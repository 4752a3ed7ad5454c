//! A recording transport with canned replies.

use super::error::TransportError;
use super::transport::{HttpRequest, HttpResponse, Method, Transport};
use async_trait::async_trait;
use futures::channel::oneshot;
use serde_json::Value;
use std::cell::RefCell;
use std::collections::VecDeque;

enum Reply {
    Ready(HttpResponse),
    Hang,
    Deferred(oneshot::Receiver<()>, HttpResponse),
}

struct Route {
    method: Method,
    path: String,
    replies: VecDeque<Reply>,
}

impl Route {
    fn matches(&self, request: &HttpRequest) -> bool {
        self.method == request.method
            && (request.url == self.path || request.url.ends_with(&format!("/{}", self.path)))
    }
}

/// Records every request and answers from a script. A route's last ready
/// reply repeats; earlier replies are consumed in order. Unscripted requests
/// fail like an unreachable server.
#[derive(Default)]
pub struct StubTransport {
    routes: RefCell<Vec<Route>>,
    requests: RefCell<Vec<HttpRequest>>,
}

impl StubTransport {
    pub fn new() -> Self {
        Self::default()
    }

    fn push(&self, method: Method, path: &str, reply: Reply) {
        let mut routes = self.routes.borrow_mut();
        if let Some(route) = routes
            .iter_mut()
            .find(|route| route.method == method && route.path == path)
        {
            route.replies.push_back(reply);
        } else {
            routes.push(Route {
                method,
                path: path.to_string(),
                replies: VecDeque::from([reply]),
            });
        }
    }

    pub fn respond(&self, method: Method, path: &str, status: u16, body: Value) {
        self.respond_text(method, path, status, &body.to_string());
    }

    /// Like [`respond`](Self::respond) but keyed by an absolute URL.
    pub fn respond_url(&self, method: Method, url: &str, status: u16, body: Value) {
        self.respond(method, url, status, body);
    }

    pub fn respond_text(&self, method: Method, path: &str, status: u16, body: &str) {
        self.push(method, path, Reply::Ready(HttpResponse::new(status, body)));
    }

    /// Never answers.
    pub fn hang(&self, method: Method, path: &str) {
        self.push(method, path, Reply::Hang);
    }

    /// Answers once the returned sender fires (or is dropped).
    pub fn defer(&self, method: Method, path: &str, status: u16, body: Value) -> oneshot::Sender<()> {
        let (sender, receiver) = oneshot::channel();
        self.push(
            method,
            path,
            Reply::Deferred(receiver, HttpResponse::new(status, body.to_string())),
        );
        sender
    }

    pub fn requests(&self) -> Vec<HttpRequest> {
        self.requests.borrow().clone()
    }

    /// Requests whose method and path match.
    pub fn count(&self, method: Method, path: &str) -> usize {
        self.requests
            .borrow()
            .iter()
            .filter(|request| request.method == method && request.url.ends_with(path))
            .count()
    }

    fn next_reply(&self, request: &HttpRequest) -> Option<Reply> {
        let mut routes = self.routes.borrow_mut();
        let route = routes.iter_mut().find(|route| route.matches(request))?;
        if route.replies.len() > 1 {
            return route.replies.pop_front();
        }
        match route.replies.front()? {
            Reply::Ready(response) => Some(Reply::Ready(response.clone())),
            Reply::Hang => Some(Reply::Hang),
            Reply::Deferred(..) => route.replies.pop_front(),
        }
    }
}

#[async_trait(?Send)]
impl Transport for StubTransport {
    async fn send(&self, request: HttpRequest) -> Result<HttpResponse, TransportError> {
        let reply = self.next_reply(&request);
        let url = request.url.clone();
        self.requests.borrow_mut().push(request);
        match reply {
            Some(Reply::Ready(response)) => Ok(response),
            Some(Reply::Hang) => futures::future::pending().await,
            Some(Reply::Deferred(gate, response)) => {
                let _ = gate.await;
                Ok(response)
            }
            None => Err(TransportError::Network(format!("connection refused: {url}"))),
        }
    }
}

■ ■ ■ ■ ■ ■ ■

WHAT TO DO: From the lines above, copy those that contain the word "StubTransport".

OUTPUT FOR THIS TASK:
pub struct StubTransport {
impl StubTransport {
impl Transport for StubTransport {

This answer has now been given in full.